Rep. Vernon Ehlers (R-MI) wrote in his opening statement [PDF] that there must be "environmental research and a appropriate regulatory framework for nanotechnology". See also, opening statement [2 pages in PDF] of Rep. Sherwood Boehlert (R-NY), the Chairman of the Committee.
Clayton Teague, Director of the National Nanotechnology Coordination Office, wrote in his prepared testimony [8 pages in PDF] that currently, "the Federal Government is funding forefront environmental, health, and safety (EHS) research to establish a strong foundation and much progress in understanding EHS implications has been made", but that "more research is needed".
See also, prepared testimony [PDF] of Richard Denison (Environmental Defense), prepared testimony [PDF] of Krishna Doraiswamy (DuPont Central Research and Development), prepared testimony [PDF] of Matthew Nordan (Lux Research Inc.), and prepared testimony [PDF] of David Rejeski (Smithsonian Institution).
EU Commissioner Advocates State Supported Innovation
11/17. Neelie Kroes, the EU Competition Commissioner, gave a speech in Brussels, Belgium, titled "Innovation from a Business Perspective: the State Aid Aspects". She argued that in Europe there is a market failure in the case of innovation, and that government should therefore provide aid to remedy this market failure.
She said that "A more innovative knowledge based economy is crucial for getting Europe back on the right economic track and keeping it there in a changing world."
Kroes (at left) argued that "state aid can be justified in cases where the evidence shows that there is a genuine market failure." Then, she offered this definition of "market failure": "where the overall benefit to the economy that is brought by filling a gap that markets do not meet naturally outweighs the potential distortion of competition caused."
She continued that "there are instances where markets fail to deliver an appropriate environment for innovation.

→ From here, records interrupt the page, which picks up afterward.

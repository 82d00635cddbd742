//! Venue trading-fee rates read from pool accounts

use rust_decimal::Decimal;
use solana_sdk::pubkey::Pubkey;
use std::sync::Arc;
use std::time::Duration;
use tokio::sync::RwLock;
use tracing::{debug, warn};

use super::rpc_client::AccountReader;
use crate::shared::config::PoolKind;
use crate::shared::errors::AppError;
use crate::shared::types::{VenueSlot, VenueValues};
use crate::shared::utils::with_timeout;

/// Fee rates are expressed in millionths of the traded amount.
pub const FEE_RATE_DENOMINATOR: u32 = 1_000_000;

// Whirlpool: discriminator(8) config(32) bump(1) tick_spacing(2) seed(2) fee_rate(u16)
const WHIRLPOOL_FEE_RATE_OFFSET: usize = 45;
// CLMM PoolState: discriminator(8) bump(1) amm_config(32)
const CLMM_AMM_CONFIG_OFFSET: usize = 9;
// AmmConfig: discriminator(8) bump(1) index(2) owner(32) protocol_fee_rate(4) trade_fee_rate(u32)
const AMM_CONFIG_TRADE_FEE_OFFSET: usize = 47;

pub fn whirlpool_fee_rate(data: &[u8]) -> Option<u32> {
    let bytes = data.get(WHIRLPOOL_FEE_RATE_OFFSET..WHIRLPOOL_FEE_RATE_OFFSET + 2)?;
    Some(u16::from_le_bytes([bytes[0], bytes[1]]) as u32)
}

pub fn clmm_amm_config(data: &[u8]) -> Option<Pubkey> {
    let bytes = data.get(CLMM_AMM_CONFIG_OFFSET..CLMM_AMM_CONFIG_OFFSET + 32)?;
    Pubkey::try_from(bytes).ok()
}

pub fn amm_config_trade_fee_rate(data: &[u8]) -> Option<u32> {
    let bytes = data.get(AMM_CONFIG_TRADE_FEE_OFFSET..AMM_CONFIG_TRADE_FEE_OFFSET + 4)?;
    Some(u32::from_le_bytes([bytes[0], bytes[1], bytes[2], bytes[3]]))
}

/// Trading fees paid on `amount` crossing both venues once.
pub fn pool_fee_cost(amount: Decimal, rates: &VenueValues<u32>) -> Decimal {
    let total_rate = Decimal::from(rates.first) + Decimal::from(rates.second);
    amount * total_rate / Decimal::from(FEE_RATE_DENOMINATOR)
}

#[derive(Debug, Clone)]
pub struct PoolRef {
    pub kind: PoolKind,
    pub address: Pubkey,
}

/// Reads and caches the fee rate of each venue's pool. Each venue's read,
/// one or two accounts, is bounded by `timeout`.
pub struct PoolFeeReader {
    rpc: Arc<dyn AccountReader>,
    pools: VenueValues<PoolRef>,
    timeout: Duration,
    cache: RwLock<Option<VenueValues<u32>>>,
}

impl PoolFeeReader {
    pub fn new(rpc: Arc<dyn AccountReader>, pools: VenueValues<PoolRef>, timeout: Duration) -> Self {
        Self {
            rpc,
            pools,
            timeout,
            cache: RwLock::new(None),
        }
    }

    /// Unreadable or timed-out rates count as zero and are retried on the
    /// next call.
    pub async fn fee_rates(&self) -> VenueValues<u32> {
        if let Some(rates) = *self.cache.read().await {
            return rates;
        }

        let (first, second) = tokio::join!(
            self.read_rate(VenueSlot::First),
            self.read_rate(VenueSlot::Second)
        );
        if let (Some(first), Some(second)) = (first, second) {
            let rates = VenueValues::new(first, second);
            *self.cache.write().await = Some(rates);
            debug!("Pool fee rates: {} / {} per million", first, second);
            return rates;
        }
        VenueValues::new(first.unwrap_or(0), second.unwrap_or(0))
    }

    async fn read_rate(&self, slot: VenueSlot) -> Option<u32> {
        let pool = self.pools.get(slot);
        let result = with_timeout(
            self.timeout,
            || AppError::Blockchain(format!("fee rate read for {} timed out", pool.address)),
            self.fetch_rate(pool),
        )
        .await;
        match result {
            Ok(Some(rate)) => Some(rate),
            Ok(None) => {
                warn!("⚠️ Pool {} account too short to hold a fee rate", pool.address);
                None
            }
            Err(e) => {
                warn!("⚠️ Fee rate for {} unavailable: {}", pool.address, e);
                None
            }
        }
    }

    async fn fetch_rate(&self, pool: &PoolRef) -> Result<Option<u32>, AppError> {
        let data = self.rpc.get_account_data(&pool.address).await?;
        match pool.kind {
            PoolKind::OrcaWhirlpool => Ok(whirlpool_fee_rate(&data)),
            PoolKind::RaydiumClmm => match clmm_amm_config(&data) {
                Some(config) => {
                    let config_data = self.rpc.get_account_data(&config).await?;
                    Ok(amm_config_trade_fee_rate(&config_data))
                }
                None => Ok(None),
            },
        }
    }
}

#[cfg(test)]
mod tests {
    use super::*;
    use crate::infrastructure::blockchain::rpc_client::testing::InMemoryAccounts;
    use rust_decimal_macros::dec;

    #[test]
    fn test_whirlpool_fee_rate_offset() {
        let mut data = vec![0u8; 653];
        data[45..47].copy_from_slice(&3000u16.to_le_bytes());
        assert_eq!(whirlpool_fee_rate(&data), Some(3000));
        assert_eq!(whirlpool_fee_rate(&data[..46]), None);
    }

    #[test]
    fn test_clmm_config_lookup() {
        let config = Pubkey::new_unique();
        let mut pool = vec![0u8; 1544];
        pool[9..41].copy_from_slice(config.as_ref());
        assert_eq!(clmm_amm_config(&pool), Some(config));

        let mut amm_config = vec![0u8; 117];
        amm_config[47..51].copy_from_slice(&2500u32.to_le_bytes());
        assert_eq!(amm_config_trade_fee_rate(&amm_config), Some(2500));
    }

    #[test]
    fn test_pool_fee_cost() {
        // 0.25% + 0.30% of 100
        let rates = VenueValues::new(2500, 3000);
        assert_eq!(pool_fee_cost(dec!(100), &rates), dec!(0.55));
        assert_eq!(pool_fee_cost(dec!(100), &VenueValues::new(0, 0)), dec!(0));
    }

    #[tokio::test(start_paused = true)]
    async fn test_stalled_rpc_reads_count_as_zero_and_are_retried() {
        let whirlpool = Pubkey::new_unique();
        let clmm = Pubkey::new_unique();
        let config = Pubkey::new_unique();

        let mut whirlpool_data = vec![0u8; 653];
        whirlpool_data[45..47].copy_from_slice(&3000u16.to_le_bytes());
        let mut clmm_data = vec![0u8; 1544];
        clmm_data[9..41].copy_from_slice(config.as_ref());
        let mut config_data = vec![0u8; 117];
        config_data[47..51].copy_from_slice(&2500u32.to_le_bytes());

        let rpc = Arc::new(
            InMemoryAccounts::new()
                .with_data(whirlpool, whirlpool_data)
                .with_data(clmm, clmm_data)
                .with_data(config, config_data),
        );
        let pools = VenueValues::new(
            PoolRef {
                kind: PoolKind::RaydiumClmm,
                address: clmm,
            },
            PoolRef {
                kind: PoolKind::OrcaWhirlpool,
                address: whirlpool,
            },
        );
        let reader = PoolFeeReader::new(rpc.clone(), pools, Duration::from_secs(2));

        rpc.set_stalled(true);
        let started = tokio::time::Instant::now();
        assert_eq!(reader.fee_rates().await, VenueValues::new(0, 0));
        assert_eq!(started.elapsed(), Duration::from_secs(2));

        rpc.set_stalled(false);
        assert_eq!(reader.fee_rates().await, VenueValues::new(2500, 3000));

        // Cached once both rates are known.
        rpc.set_stalled(true);
        let started = tokio::time::Instant::now();
        assert_eq!(reader.fee_rates().await, VenueValues::new(2500, 3000));
        assert_eq!(started.elapsed(), Duration::ZERO);
    }
}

These market failures have a negative impact on the risk-to-return ratio of innovative ventures. By giving State aid, it is possible to change the risk-to-return ratio and thereby encourage private actors to invest more in innovation. State aid policy therefore has a contribution to make, by laying down rules to target those market failures which hamper innovation and for which the benefits of state aid clearly outweigh competition concerns."

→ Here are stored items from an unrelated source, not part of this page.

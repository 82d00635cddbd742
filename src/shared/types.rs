//! Common types used across the application

use serde::{Deserialize, Serialize};
use solana_sdk::pubkey::Pubkey;
use std::fmt;

/// Token representation
#[derive(Debug, Clone, PartialEq, Eq, Hash, Serialize, Deserialize)]
pub struct TokenDescriptor {
    pub symbol: String,
    #[serde(with = "pubkey_string")]
    pub mint: Pubkey,
    pub decimals: u8,
}

impl TokenDescriptor {
    pub fn new(symbol: impl Into<String>, mint: Pubkey, decimals: u8) -> Self {
        Self {
            symbol: symbol.into(),
            mint,
            decimals,
        }
    }
}

/// The traded pair. `quote` is the unit trade sizes and profits are measured in.
#[derive(Debug, Clone, PartialEq, Eq, Serialize, Deserialize)]
pub struct AssetPair {
    pub base: TokenDescriptor,
    pub quote: TokenDescriptor,
}

impl AssetPair {
    pub fn new(base: TokenDescriptor, quote: TokenDescriptor) -> Self {
        Self { base, quote }
    }

    /// Token received when swapping `input` on either venue.
    pub fn counterpart(&self, input: &TokenDescriptor) -> &TokenDescriptor {
        if input.mint == self.quote.mint {
            &self.base
        } else {
            &self.quote
        }
    }
}

/// Position of a venue in the configured pair of venues.
#[derive(Debug, Clone, Copy, PartialEq, Eq, Hash, Serialize, Deserialize)]
#[serde(rename_all = "lowercase")]
pub enum VenueSlot {
    First,
    Second,
}

impl VenueSlot {
    pub const ALL: [VenueSlot; 2] = [VenueSlot::First, VenueSlot::Second];

    pub fn index(self) -> usize {
        match self {
            VenueSlot::First => 0,
            VenueSlot::Second => 1,
        }
    }
}

/// Static description of a venue (one pool of the pair on one DEX).
#[derive(Debug, Clone, PartialEq, Eq, Serialize, Deserialize)]
pub struct VenueDescriptor {
    pub slot: VenueSlot,
    /// Display name, e.g. "Raydium"
    pub name: String,
    #[serde(with = "pubkey_string")]
    pub pool_address: Pubkey,
}

/// Both venues, indexed by slot.
#[derive(Debug, Clone, PartialEq, Eq, Serialize, Deserialize)]
pub struct VenuePair {
    pub first: VenueDescriptor,
    pub second: VenueDescriptor,
}

impl VenuePair {
    pub fn get(&self, slot: VenueSlot) -> &VenueDescriptor {
        match slot {
            VenueSlot::First => &self.first,
            VenueSlot::Second => &self.second,
        }
    }

    pub fn slot_of(&self, pool: &Pubkey) -> Option<VenueSlot> {
        VenueSlot::ALL
            .into_iter()
            .find(|slot| &self.get(*slot).pool_address == pool)
    }
}

/// Round-trip strategy. `A` enters on the first venue and exits on the second,
/// `B` is the mirror image.
#[derive(Debug, Clone, Copy, PartialEq, Eq, Hash, Serialize, Deserialize)]
pub enum Strategy {
    A,
    B,
}

impl Strategy {
    pub const ALL: [Strategy; 2] = [Strategy::A, Strategy::B];

    /// Venue where quote is spent to acquire base.
    pub fn entry(self) -> VenueSlot {
        match self {
            Strategy::A => VenueSlot::First,
            Strategy::B => VenueSlot::Second,
        }
    }

    /// Venue where the acquired base is sold back for quote.
    pub fn exit(self) -> VenueSlot {
        match self {
            Strategy::A => VenueSlot::Second,
            Strategy::B => VenueSlot::First,
        }
    }

    pub fn describe(self, venues: &VenuePair) -> String {
        format!(
            "{} (Buy {} → Sell {})",
            self,
            venues.get(self.entry()).name,
            venues.get(self.exit()).name
        )
    }
}

impl fmt::Display for Strategy {
    fn fmt(&self, f: &mut fmt::Formatter<'_>) -> fmt::Result {
        match self {
            Strategy::A => write!(f, "A"),
            Strategy::B => write!(f, "B"),
        }
    }
}

/// One swap within a round trip.
#[derive(Debug, Clone, Copy, PartialEq, Eq, Serialize, Deserialize)]
#[serde(rename_all = "UPPERCASE")]
pub enum Leg {
    Buy,
    Sell,
}

impl fmt::Display for Leg {
    fn fmt(&self, f: &mut fmt::Formatter<'_>) -> fmt::Result {
        match self {
            Leg::Buy => write!(f, "BUY"),
            Leg::Sell => write!(f, "SELL"),
        }
    }
}

/// A value kept per strategy.
#[derive(Debug, Clone, Copy, Default, PartialEq, Eq, Serialize, Deserialize)]
pub struct StrategyPair<T> {
    pub a: T,
    pub b: T,
}

impl<T> StrategyPair<T> {
    pub fn new(a: T, b: T) -> Self {
        Self { a, b }
    }

    pub fn get(&self, strategy: Strategy) -> &T {
        match strategy {
            Strategy::A => &self.a,
            Strategy::B => &self.b,
        }
    }

    pub fn iter(&self) -> impl Iterator<Item = (Strategy, &T)> {
        [(Strategy::A, &self.a), (Strategy::B, &self.b)].into_iter()
    }
}

/// A value kept per venue.
#[derive(Debug, Clone, Copy, Default, PartialEq, Eq, Serialize, Deserialize)]
pub struct VenueValues<T> {
    pub first: T,
    pub second: T,
}

impl<T> VenueValues<T> {
    pub fn new(first: T, second: T) -> Self {
        Self { first, second }
    }

    pub fn get(&self, slot: VenueSlot) -> &T {
        match slot {
            VenueSlot::First => &self.first,
            VenueSlot::Second => &self.second,
        }
    }

    pub fn get_mut(&mut self, slot: VenueSlot) -> &mut T {
        match slot {
            VenueSlot::First => &mut self.first,
            VenueSlot::Second => &mut self.second,
        }
    }
}

/// Serde helper: public keys travel as base58 strings.
pub mod pubkey_string {
    use serde::{Deserialize, Deserializer, Serializer};
    use solana_sdk::pubkey::Pubkey;
    use std::str::FromStr;

    pub fn serialize<S: Serializer>(key: &Pubkey, serializer: S) -> Result<S::Ok, S::Error> {
        serializer.serialize_str(&key.to_string())
    }

    pub fn deserialize<'de, D: Deserializer<'de>>(deserializer: D) -> Result<Pubkey, D::Error> {
        let raw = String::deserialize(deserializer)?;
        Pubkey::from_str(raw.trim()).map_err(serde::de::Error::custom)
    }
}

#[cfg(test)]
mod tests {
    use super::*;

    #[test]
    fn test_strategy_legs_are_mirrored() {
        assert_eq!(Strategy::A.entry(), VenueSlot::First);
        assert_eq!(Strategy::A.exit(), VenueSlot::Second);
        assert_eq!(Strategy::B.entry(), VenueSlot::Second);
        assert_eq!(Strategy::B.exit(), VenueSlot::First);
    }

    #[test]
    fn test_counterpart_token() {
        let base = TokenDescriptor::new("SKR", Pubkey::new_unique(), 6);
        let quote = TokenDescriptor::new("USDC", Pubkey::new_unique(), 6);
        let pair = AssetPair::new(base.clone(), quote.clone());

        assert_eq!(pair.counterpart(&quote).symbol, "SKR");
        assert_eq!(pair.counterpart(&base).symbol, "USDC");
    }

    #[test]
    fn test_venue_lookup_by_pool() {
        let venues = VenuePair {
            first: VenueDescriptor {
                slot: VenueSlot::First,
                name: "Raydium".to_string(),
                pool_address: Pubkey::new_unique(),
            },
            second: VenueDescriptor {
                slot: VenueSlot::Second,
                name: "Orca".to_string(),
                pool_address: Pubkey::new_unique(),
            },
        };

        let orca_pool = venues.second.pool_address;
        assert_eq!(venues.slot_of(&orca_pool), Some(VenueSlot::Second));
        assert_eq!(venues.slot_of(&Pubkey::new_unique()), None);
        assert_eq!(Strategy::A.describe(&venues), "A (Buy Raydium → Sell Orca)");
    }
}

She referenced several forms of state aid to innovation, including "tax exemptions and subsidies", "state aid to risk capital", and aid for research and development. She also advocated "Subsidising SMEs to buy services from innovation intermediaries". (SMEs are small and medium sized enterprises.)
Finally, she advocated "supporting the development of poles of excellence through collaboration, clustering, and projects of common European interest". She explained that "Innovative clusters are businesses of all sizes grouped around research facilities. State aid could be used to strengthen regional clusters and to create European poles of excellence." That is, she wants to "build European Silicon valleys".
While Kroes advocated government planning of innovation, she also expressed some skepticism of this approach.
For example, when she advocated creating clusters such as Silicon Valley, she also asked rhetorically, "Can such a thing be created ``by decree´´?" and "And how do you avoid feeding fat cats or picking winners?".
She also said that "we must not be tempted to think that State aid is the innovation panacea. Effective competition is the most potent tool for creating natural incentives for companies to come up with new ideas and new products." And, she said that "We must never underestimate the damage done to Europe's image as an attractive place to invest by protectionist discourse directed primarily to domestic audiences."
People and Appointments
11/17. The Senate Commerce Committee (SCC) approved the nominations of William Kovacic and Thomas Rosch to be a members of the Federal Trade Commission (FTC), by unanimous consent. See, SCC release.
11/17. President Bush nominated Richard Crowder to be the Chief Agricultural Negotiator at the Office of the U.S. Trade Representative (USTR). See, White House release.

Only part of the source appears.